** TASK INPUT follows **

//! Diagram: an immutable tree of items plus the ordered z-sequence.
//!
//! Every mutating operation is copy-on-write and returns `Option<Diagram>`:
//! `None` means the operation did not apply (dangling id, no actual change)
//! and the caller keeps its existing reference. The persistent `im`
//! collections make the copies share storage with their predecessors.

use crate::geometry::{Rotation, Transform};
use crate::item::{DiagramItem, ItemId};
use im::{HashMap, HashSet, Vector};
use serde::{Deserialize, Serialize};
use uuid::Uuid;

/// Unique identifier for diagrams.
pub type DiagramId = Uuid;

#[derive(Debug, Clone, PartialEq, Serialize, Deserialize)]
pub struct Diagram {
    id: DiagramId,
    title: Option<String>,
    /// All items, including group children, keyed by id.
    items: HashMap<ItemId, DiagramItem>,
    /// Root-level z-order, back to front.
    item_ids: Vector<ItemId>,
    /// Diagram whose content is shown as a background layer.
    master: Option<DiagramId>,
    /// Selected item ids, per user.
    selected_ids: HashMap<String, HashSet<ItemId>>,
}

impl Diagram {
    pub fn new(id: DiagramId) -> Self {
        Self {
            id,
            title: None,
            items: HashMap::new(),
            item_ids: Vector::new(),
            master: None,
            selected_ids: HashMap::new(),
        }
    }

    pub fn id(&self) -> DiagramId {
        self.id
    }

    pub fn title(&self) -> Option<&str> {
        self.title.as_deref()
    }

    pub fn master(&self) -> Option<DiagramId> {
        self.master
    }

    pub fn items(&self) -> &HashMap<ItemId, DiagramItem> {
        &self.items
    }

    /// Root-level paint/hit-test order, back to front.
    pub fn item_ids(&self) -> &Vector<ItemId> {
        &self.item_ids
    }

    pub fn item(&self, id: ItemId) -> Option<&DiagramItem> {
        self.items.get(&id)
    }

    /// Root items in z-order.
    pub fn root_items(&self) -> impl Iterator<Item = &DiagramItem> {
        self.item_ids.iter().filter_map(|id| self.items.get(id))
    }

    /// The selected ids of `user`, empty when the user has no selection.
    pub fn selected_ids(&self, user: &str) -> HashSet<ItemId> {
        self.selected_ids.get(user).cloned().unwrap_or_default()
    }

    pub fn rename(&self, title: &str) -> Option<Self> {
        if self.title.as_deref() == Some(title) {
            return None;
        }
        Some(Self {
            title: Some(title.to_string()),
            ..self.clone()
        })
    }

    pub fn set_master(&self, master: Option<DiagramId>) -> Option<Self> {
        if self.master == master {
            return None;
        }
        Some(Self {
            master,
            ..self.clone()
        })
    }

    /// Add a visual item, appending its id to the end of the z-order.
    /// Adding an id that already exists does not apply.
    pub fn add_visual(&self, item: DiagramItem) -> Option<Self> {
        let id = item.id();
        if self.items.contains_key(&id) {
            return None;
        }
        let mut next = self.clone();
        next.items.insert(id, item);
        next.item_ids.push_back(id);
        Some(next)
    }

    /// Replace `user`'s selection with the existing, unlocked subset of `ids`.
    pub fn select_items(&self, user: &str, ids: &[ItemId]) -> Option<Self> {
        let selection: HashSet<ItemId> = ids
            .iter()
            .copied()
            .filter(|id| self.items.get(id).is_some_and(|item| !item.is_locked()))
            .collect();

        if self.selected_ids(user) == selection {
            return None;
        }

        let mut next = self.clone();
        next.selected_ids.insert(user.to_string(), selection);
        Some(next)
    }

    /// Apply `f` to one item. Does not apply when the id is dangling or the
    /// result compares equal to the current item.
    pub fn update_item(&self, id: ItemId, f: impl FnOnce(&DiagramItem) -> DiagramItem) -> Option<Self> {
        let item = self.items.get(&id)?;
        let updated = f(item);
        if updated == *item {
            return None;
        }
        let mut next = self.clone();
        next.items.insert(id, updated);
        Some(next)
    }

    /// Apply `f` to every listed item that exists. Does not apply when no
    /// item actually changed.
    pub fn update_items(&self, ids: &[ItemId], f: impl Fn(&DiagramItem) -> DiagramItem) -> Option<Self> {
        let mut current = self.clone();
        let mut changed = false;
        for &id in ids {
            if let Some(next) = current.update_item(id, &f) {
                current = next;
                changed = true;
            }
        }
        changed.then_some(current)
    }

    /// Remove the given unlocked root items together with all their
    /// descendants, from the item mapping, the z-order and every selection.
    /// Group children cannot be removed directly; they go with their group
    /// or after an ungroup.
    pub fn remove_items(&self, ids: &[ItemId]) -> Option<Self> {
        let mut doomed: Vec<ItemId> = Vec::new();
        for &id in ids {
            if !self.item_ids.contains(&id) {
                continue;
            }
            if self.items.get(&id).is_some_and(|item| !item.is_locked()) {
                for descendant in self.descendants(id) {
                    if !doomed.contains(&descendant) {
                        doomed.push(descendant);
                    }
                }
            }
        }
        if doomed.is_empty() {
            return None;
        }

        let mut next = self.clone();
        for id in &doomed {
            next.items.remove(id);
        }
        next.item_ids = next
            .item_ids
            .iter()
            .copied()
            .filter(|id| !doomed.contains(id))
            .collect();
        next.selected_ids = next
            .selected_ids
            .iter()
            .map(|(user, ids)| {
                let remaining: HashSet<ItemId> =
                    ids.iter().copied().filter(|id| !doomed.contains(id)).collect();
                (user.clone(), remaining)
            })
            .collect();
        Some(next)
    }

    /// Move the listed root items, keeping their relative order, so that the
    /// block starts at `target_index` of the sequence without them.
    pub fn move_items(&self, ids: &[ItemId], target_index: usize) -> Option<Self> {
        let moved: Vec<ItemId> = self
            .item_ids
            .iter()
            .copied()
            .filter(|id| ids.contains(id))
            .collect();
        if moved.is_empty() {
            return None;
        }

        let mut reordered: Vector<ItemId> = self
            .item_ids
            .iter()
            .copied()
            .filter(|id| !ids.contains(id))
            .collect();
        let index = target_index.min(reordered.len());
        for (offset, id) in moved.iter().enumerate() {
            reordered.insert(index + offset, *id);
        }

        if reordered == self.item_ids {
            return None;
        }
        Some(Self {
            item_ids: reordered,
            ..self.clone()
        })
    }

    /// Group at least two root items under a new group id. The children keep
    /// their z-order among themselves; the group takes the z-position of the
    /// frontmost member.
    pub fn group(&self, group_id: ItemId, ids: &[ItemId]) -> Option<Self> {
        if self.items.contains_key(&group_id) {
            return None;
        }
        let members: Vector<ItemId> = self
            .item_ids
            .iter()
            .copied()
            .filter(|id| ids.contains(id))
            .collect();
        if members.len() < 2 {
            return None;
        }

        let front_index = self
            .item_ids
            .iter()
            .rposition(|id| members.contains(id))
            .unwrap_or(0);

        let mut reordered: Vector<ItemId> = self
            .item_ids
            .iter()
            .copied()
            .filter(|id| !members.contains(id))
            .collect();
        let insert_at = front_index
            .saturating_sub(members.len() - 1)
            .min(reordered.len());
        reordered.insert(insert_at, group_id);

        let mut next = self.clone();
        next.items.insert(group_id, DiagramItem::create_group(group_id, members));
        next.item_ids = reordered;
        Some(next)
    }

    /// Dissolve a group, reinserting its children at the group's z-position.
    pub fn ungroup(&self, group_id: ItemId) -> Option<Self> {
        let child_ids = self.items.get(&group_id)?.child_ids()?.clone();
        let position = self.item_ids.index_of(&group_id)?;

        let mut next = self.clone();
        next.items.remove(&group_id);
        next.item_ids.remove(position);
        for (offset, child_id) in child_ids.iter().enumerate() {
            next.item_ids.insert(position + offset, *child_id);
        }
        next.selected_ids = next
            .selected_ids
            .iter()
            .map(|(user, ids)| (user.clone(), ids.without(&group_id)))
            .collect();
        Some(next)
    }

    /// World bounds of an item. Shape bounds are their own transform; group
    /// bounds are recomputed from the children on every read.
    pub fn bounds_of(&self, id: ItemId) -> Option<Transform> {
        let item = self.items.get(&id)?;
        match item.shape_transform() {
            Some(transform) => Some(transform),
            None => {
                let child_bounds: Vec<Transform> = item
                    .child_ids()?
                    .iter()
                    .filter_map(|child| self.bounds_of(*child))
                    .collect();
                Some(Transform::from_transforms_and_rotation(
                    &child_bounds,
                    Rotation::ZERO,
                ))
            }
        }
    }

    /// The leaf shape ids under an item: the item itself for shapes, all
    /// transitive shape children for groups.
    pub fn leaf_items(&self, id: ItemId) -> Vec<ItemId> {
        match self.items.get(&id) {
            None => Vec::new(),
            Some(item) => match item.child_ids() {
                None => vec![id],
                Some(children) => children
                    .iter()
                    .flat_map(|child| self.leaf_items(*child))
                    .collect(),
            },
        }
    }

    /// The item and all its transitive children.
    fn descendants(&self, id: ItemId) -> Vec<ItemId> {
        let mut result = vec![id];
        if let Some(children) = self.items.get(&id).and_then(|item| item.child_ids()) {
            for child in children {
                result.extend(self.descendants(*child));
            }
        }
        result
    }
}
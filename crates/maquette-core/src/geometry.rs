//! Geometry kernel: rotations and oriented bounding transforms.
//!
//! Pure value math on top of [`kurbo`] primitives. Nothing in here holds
//! state; every operation returns a new value.

use kurbo::{Point, Rect, Vec2};
use serde::{Deserialize, Serialize};

/// A rotation angle, normalized to `[0°, 360°)`.
#[derive(Debug, Clone, Copy, PartialEq, Serialize, Deserialize)]
pub struct Rotation {
    degrees: f64,
}

impl Rotation {
    /// The identity rotation.
    pub const ZERO: Rotation = Rotation { degrees: 0.0 };

    /// Create a rotation from degrees, normalized into `[0, 360)`.
    pub fn from_degrees(degrees: f64) -> Self {
        Self {
            degrees: degrees.rem_euclid(360.0),
        }
    }

    /// Create a rotation from radians.
    pub fn from_radians(radians: f64) -> Self {
        Self::from_degrees(radians.to_degrees())
    }

    /// The angle in degrees, in `[0, 360)`.
    pub fn degrees(self) -> f64 {
        self.degrees
    }

    /// The angle in radians.
    pub fn radians(self) -> f64 {
        self.degrees.to_radians()
    }

    pub fn cos(self) -> f64 {
        self.radians().cos()
    }

    pub fn sin(self) -> f64 {
        self.radians().sin()
    }

    /// The inverse rotation.
    pub fn negate(self) -> Self {
        Self::from_degrees(-self.degrees)
    }
}

impl Default for Rotation {
    fn default() -> Self {
        Self::ZERO
    }
}

impl std::ops::Add for Rotation {
    type Output = Rotation;

    fn add(self, rhs: Rotation) -> Rotation {
        Rotation::from_degrees(self.degrees + rhs.degrees)
    }
}

impl std::ops::Sub for Rotation {
    type Output = Rotation;

    fn sub(self, rhs: Rotation) -> Rotation {
        Rotation::from_degrees(self.degrees - rhs.degrees)
    }
}

/// Rotate `point` around `center` by `rotation`.
pub fn rotate_about(point: Point, center: Point, rotation: Rotation) -> Point {
    let cos = rotation.cos();
    let sin = rotation.sin();
    let dx = point.x - center.x;
    let dy = point.y - center.y;
    Point::new(center.x + dx * cos - dy * sin, center.y + dx * sin + dy * cos)
}

/// Signed angle from `a` to `b` in degrees, in `(-180, 180]`.
/// Positive values rotate counter-clockwise in a y-down coordinate system.
pub fn angle_between(a: Vec2, b: Vec2) -> f64 {
    a.cross(b).atan2(a.dot(b)).to_degrees()
}

/// An oriented bounding box: center position, size and rotation.
///
/// Size components are never negative; operations that would produce a
/// negative extent clamp it to zero.
#[derive(Debug, Clone, Copy, PartialEq, Serialize, Deserialize)]
pub struct Transform {
    position: Point,
    size: Vec2,
    rotation: Rotation,
}

impl Transform {
    pub const ZERO: Transform = Transform {
        position: Point::ZERO,
        size: Vec2::ZERO,
        rotation: Rotation::ZERO,
    };

    pub fn new(position: Point, size: Vec2, rotation: Rotation) -> Self {
        Self {
            position,
            size: Vec2::new(size.x.max(0.0), size.y.max(0.0)),
            rotation,
        }
    }

    /// An unrotated transform covering `rect`.
    pub fn from_rect(rect: Rect) -> Self {
        Self::new(
            rect.center(),
            Vec2::new(rect.width(), rect.height()),
            Rotation::ZERO,
        )
    }

    /// An unrotated transform of the given size, centered at the origin.
    pub fn with_size(width: f64, height: f64) -> Self {
        Self::new(Point::ZERO, Vec2::new(width, height), Rotation::ZERO)
    }

    /// Center position.
    pub fn position(&self) -> Point {
        self.position
    }

    /// Width and height.
    pub fn size(&self) -> Vec2 {
        self.size
    }

    pub fn rotation(&self) -> Rotation {
        self.rotation
    }

    pub fn move_to(self, position: Point) -> Self {
        Self { position, ..self }
    }

    pub fn move_by(self, delta: Vec2) -> Self {
        Self {
            position: self.position + delta,
            ..self
        }
    }

    pub fn resize_to(self, size: Vec2) -> Self {
        Self::new(self.position, size, self.rotation)
    }

    /// Grow by `delta_size` and shift the center by `delta_position` in one
    /// step. Resizing from an edge handle is a combination of both.
    pub fn resize_and_move_by(self, delta_size: Vec2, delta_position: Vec2) -> Self {
        Self::new(
            self.position + delta_position,
            self.size + delta_size,
            self.rotation,
        )
    }

    /// Rotate by `delta`; the result stays normalized to `[0, 360)`.
    pub fn rotate_by(self, delta: Rotation) -> Self {
        Self {
            rotation: self.rotation + delta,
            ..self
        }
    }

    /// The four corners in world coordinates, clockwise from top-left.
    pub fn corners(&self) -> [Point; 4] {
        let hw = self.size.x / 2.0;
        let hh = self.size.y / 2.0;
        [(-hw, -hh), (hw, -hh), (hw, hh), (-hw, hh)].map(|(dx, dy)| {
            rotate_about(
                Point::new(self.position.x + dx, self.position.y + dy),
                self.position,
                self.rotation,
            )
        })
    }

    /// Axis-aligned bounding box of the rotated rectangle.
    pub fn aabb(&self) -> Rect {
        let corners = self.corners();
        let mut min_x = f64::INFINITY;
        let mut min_y = f64::INFINITY;
        let mut max_x = f64::NEG_INFINITY;
        let mut max_y = f64::NEG_INFINITY;
        for p in corners {
            min_x = min_x.min(p.x);
            min_y = min_y.min(p.y);
            max_x = max_x.max(p.x);
            max_y = max_y.max(p.y);
        }
        Rect::new(min_x, min_y, max_x, max_y)
    }

    /// The minimal transform at `rotation` enclosing all of `transforms`.
    ///
    /// Every corner of every input is projected into the target-rotation
    /// frame, the extent is taken per axis in that frame, and the center is
    /// converted back to world coordinates. With a single input at its own
    /// rotation this returns that transform unchanged; with unrotated inputs
    /// at `Rotation::ZERO` it equals their common axis-aligned bounding box.
    pub fn from_transforms_and_rotation(transforms: &[Transform], rotation: Rotation) -> Self {
        if transforms.is_empty() {
            return Self::ZERO;
        }

        let negated = rotation.negate();
        let mut min_x = f64::INFINITY;
        let mut min_y = f64::INFINITY;
        let mut max_x = f64::NEG_INFINITY;
        let mut max_y = f64::NEG_INFINITY;

        for transform in transforms {
            for corner in transform.corners() {
                let p = rotate_about(corner, Point::ZERO, negated);
                min_x = min_x.min(p.x);
                min_y = min_y.min(p.y);
                max_x = max_x.max(p.x);
                max_y = max_y.max(p.y);
            }
        }

        let size = Vec2::new(max_x - min_x, max_y - min_y);
        let center = rotate_about(
            Point::new(min_x + size.x / 2.0, min_y + size.y / 2.0),
            Point::ZERO,
            rotation,
        );

        Self::new(center, size, rotation)
    }

    /// Map this transform from the frame of `old_bounds` into `new_bounds`.
    ///
    /// Used to carry every item of a multi-selection along when the
    /// selection's bounding transform is moved, resized or rotated. Exact
    /// whenever the per-axis size ratio is 1 (moves and rotations) or the
    /// item is axis-aligned relative to the bounds; in between, the two axis
    /// ratios are blended by the squared cosine/sine of the relative angle.
    pub fn transform_by_bounds(&self, old_bounds: &Transform, new_bounds: &Transform) -> Self {
        let ratio_x = if old_bounds.size.x.abs() < f64::EPSILON {
            1.0
        } else {
            new_bounds.size.x / old_bounds.size.x
        };
        let ratio_y = if old_bounds.size.y.abs() < f64::EPSILON {
            1.0
        } else {
            new_bounds.size.y / old_bounds.size.y
        };

        let local = rotate_about(self.position, old_bounds.position, old_bounds.rotation.negate());
        let scaled = Point::new(
            new_bounds.position.x + (local.x - old_bounds.position.x) * ratio_x,
            new_bounds.position.y + (local.y - old_bounds.position.y) * ratio_y,
        );
        let position = rotate_about(scaled, new_bounds.position, new_bounds.rotation);

        let relative = self.rotation - old_bounds.rotation;
        let c2 = relative.cos().powi(2);
        let s2 = relative.sin().powi(2);
        let size = Vec2::new(
            self.size.x * (c2 * ratio_x + s2 * ratio_y),
            self.size.y * (s2 * ratio_x + c2 * ratio_y),
        );

        let rotation = self.rotation + (new_bounds.rotation - old_bounds.rotation);

        Self::new(position, size, rotation)
    }
}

** End of TASK INPUT **

_YOUR GOAL:_
What you give back must match the material exactly, beginning with its first line and ending with the line holding "use uuid::Uuid;".

_EXERCISE RESULT:_
//! Diagram: an immutable tree of items plus the ordered z-sequence.
//!
//! Every mutating operation is copy-on-write and returns `Option<Diagram>`:
//! `None` means the operation did not apply (dangling id, no actual change)
//! and the caller keeps its existing reference. The persistent `im`
//! collections make the copies share storage with their predecessors.

use crate::geometry::{Rotation, Transform};
use crate::item::{DiagramItem, ItemId};
use im::{HashMap, HashSet, Vector};
use serde::{Deserialize, Serialize};
use uuid::Uuid;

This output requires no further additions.